- Opening Delimiter -

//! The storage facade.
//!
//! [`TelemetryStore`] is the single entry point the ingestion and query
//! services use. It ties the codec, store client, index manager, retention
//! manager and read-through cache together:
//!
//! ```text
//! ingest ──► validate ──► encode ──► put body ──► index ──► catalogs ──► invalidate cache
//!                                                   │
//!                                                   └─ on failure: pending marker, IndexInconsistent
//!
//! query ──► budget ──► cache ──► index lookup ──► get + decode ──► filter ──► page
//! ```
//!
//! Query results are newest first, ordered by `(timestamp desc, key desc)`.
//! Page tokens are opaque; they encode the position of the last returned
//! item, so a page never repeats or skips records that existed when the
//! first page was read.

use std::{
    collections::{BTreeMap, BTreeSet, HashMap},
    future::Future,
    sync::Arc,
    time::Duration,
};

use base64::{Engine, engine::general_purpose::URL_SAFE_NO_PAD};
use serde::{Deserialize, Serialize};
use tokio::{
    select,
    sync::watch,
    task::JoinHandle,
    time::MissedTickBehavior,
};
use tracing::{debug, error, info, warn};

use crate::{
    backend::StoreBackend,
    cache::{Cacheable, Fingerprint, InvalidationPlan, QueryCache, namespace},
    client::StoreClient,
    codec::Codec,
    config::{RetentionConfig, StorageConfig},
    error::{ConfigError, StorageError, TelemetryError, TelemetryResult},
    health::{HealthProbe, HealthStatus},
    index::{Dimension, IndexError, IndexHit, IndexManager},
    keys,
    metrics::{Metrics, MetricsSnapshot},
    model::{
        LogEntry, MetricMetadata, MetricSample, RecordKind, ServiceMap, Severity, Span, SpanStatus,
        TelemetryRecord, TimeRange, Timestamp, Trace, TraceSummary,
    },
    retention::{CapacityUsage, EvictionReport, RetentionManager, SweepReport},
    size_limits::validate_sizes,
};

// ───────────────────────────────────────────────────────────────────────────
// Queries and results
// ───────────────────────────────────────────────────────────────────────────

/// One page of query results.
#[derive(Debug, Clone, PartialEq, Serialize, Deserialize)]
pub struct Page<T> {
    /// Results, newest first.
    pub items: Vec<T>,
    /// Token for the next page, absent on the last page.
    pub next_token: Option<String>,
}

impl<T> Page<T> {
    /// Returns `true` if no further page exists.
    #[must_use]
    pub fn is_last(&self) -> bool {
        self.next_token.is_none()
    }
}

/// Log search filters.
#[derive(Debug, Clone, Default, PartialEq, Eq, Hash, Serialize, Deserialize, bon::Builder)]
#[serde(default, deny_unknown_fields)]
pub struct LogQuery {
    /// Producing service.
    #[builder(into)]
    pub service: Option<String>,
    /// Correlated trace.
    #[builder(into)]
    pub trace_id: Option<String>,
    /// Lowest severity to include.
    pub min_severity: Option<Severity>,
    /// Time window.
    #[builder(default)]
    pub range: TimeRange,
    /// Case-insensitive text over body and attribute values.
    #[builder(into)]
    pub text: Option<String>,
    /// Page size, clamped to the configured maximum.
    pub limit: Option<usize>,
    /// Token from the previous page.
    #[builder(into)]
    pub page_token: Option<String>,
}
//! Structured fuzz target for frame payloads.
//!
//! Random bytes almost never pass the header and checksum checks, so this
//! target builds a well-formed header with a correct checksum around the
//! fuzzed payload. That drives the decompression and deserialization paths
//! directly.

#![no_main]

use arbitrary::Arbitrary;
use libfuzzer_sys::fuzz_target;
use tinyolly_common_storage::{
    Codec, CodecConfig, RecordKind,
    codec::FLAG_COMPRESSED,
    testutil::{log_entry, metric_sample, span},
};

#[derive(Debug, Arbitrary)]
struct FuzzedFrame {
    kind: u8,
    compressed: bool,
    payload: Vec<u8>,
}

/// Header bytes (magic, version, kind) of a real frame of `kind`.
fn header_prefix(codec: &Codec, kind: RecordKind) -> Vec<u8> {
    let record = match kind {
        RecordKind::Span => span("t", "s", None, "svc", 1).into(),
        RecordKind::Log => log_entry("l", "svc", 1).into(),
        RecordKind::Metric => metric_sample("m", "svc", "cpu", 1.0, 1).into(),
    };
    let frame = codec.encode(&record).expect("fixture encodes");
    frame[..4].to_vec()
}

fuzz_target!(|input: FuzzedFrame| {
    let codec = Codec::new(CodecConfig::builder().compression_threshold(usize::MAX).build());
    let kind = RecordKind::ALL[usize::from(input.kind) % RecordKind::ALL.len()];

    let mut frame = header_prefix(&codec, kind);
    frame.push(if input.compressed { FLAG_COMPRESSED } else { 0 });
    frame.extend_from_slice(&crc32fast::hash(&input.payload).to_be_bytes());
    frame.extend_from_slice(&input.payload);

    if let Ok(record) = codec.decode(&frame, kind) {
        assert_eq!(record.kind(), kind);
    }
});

- Closing Delimiter -

> Work request: Among the entries above, the lines between the ones containing "use libfuzzer_sys::fuzz_target;" and "(magic, version, kind)", inclusive, are to be transcribed exactly. No other line is to be given.

> Response:
use libfuzzer_sys::fuzz_target;
use tinyolly_common_storage::{
    Codec, CodecConfig, RecordKind,
    codec::FLAG_COMPRESSED,
    testutil::{log_entry, metric_sample, span},
};

#[derive(Debug, Arbitrary)]
struct FuzzedFrame {
    kind: u8,
    compressed: bool,
    payload: Vec<u8>,
}

/// Header bytes (magic, version, kind) of a real frame of `kind`.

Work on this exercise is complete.